//! Per-offer de-duplication of optimistic mutations.
//!
//! A second toggle on an offer whose previous mutation has not resolved yet is
//! skipped instead of racing the first one.

use std::collections::HashSet;
use std::sync::{Arc, Mutex, MutexGuard};

#[derive(Debug, Clone, Default)]
pub struct InFlight {
    ids: Arc<Mutex<HashSet<String>>>,
}

impl InFlight {
    pub fn new() -> Self {
        Self::default()
    }

    /// Marks `id` busy. `None` if it already is.
    pub fn try_begin(&self, id: &str) -> Option<InFlightGuard> {
        if !lock(&self.ids).insert(id.to_string()) {
            return None;
        }
        Some(InFlightGuard {
            ids: Arc::clone(&self.ids),
            id: id.to_string(),
        })
    }

    pub fn contains(&self, id: &str) -> bool {
        lock(&self.ids).contains(id)
    }
}

/// Releases the id on drop.
#[derive(Debug)]
pub struct InFlightGuard {
    ids: Arc<Mutex<HashSet<String>>>,
    id: String,
}

impl Drop for InFlightGuard {
    fn drop(&mut self) {
        lock(&self.ids).remove(&self.id);
    }
}

fn lock(ids: &Mutex<HashSet<String>>) -> MutexGuard<'_, HashSet<String>> {
    ids.lock().unwrap_or_else(|e| e.into_inner())
}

[WHAT IS BEING ASKED]
Count of lines with the string "derive" in the material above: give that number only.

[OUTPUT OF THE EXERCISE]
2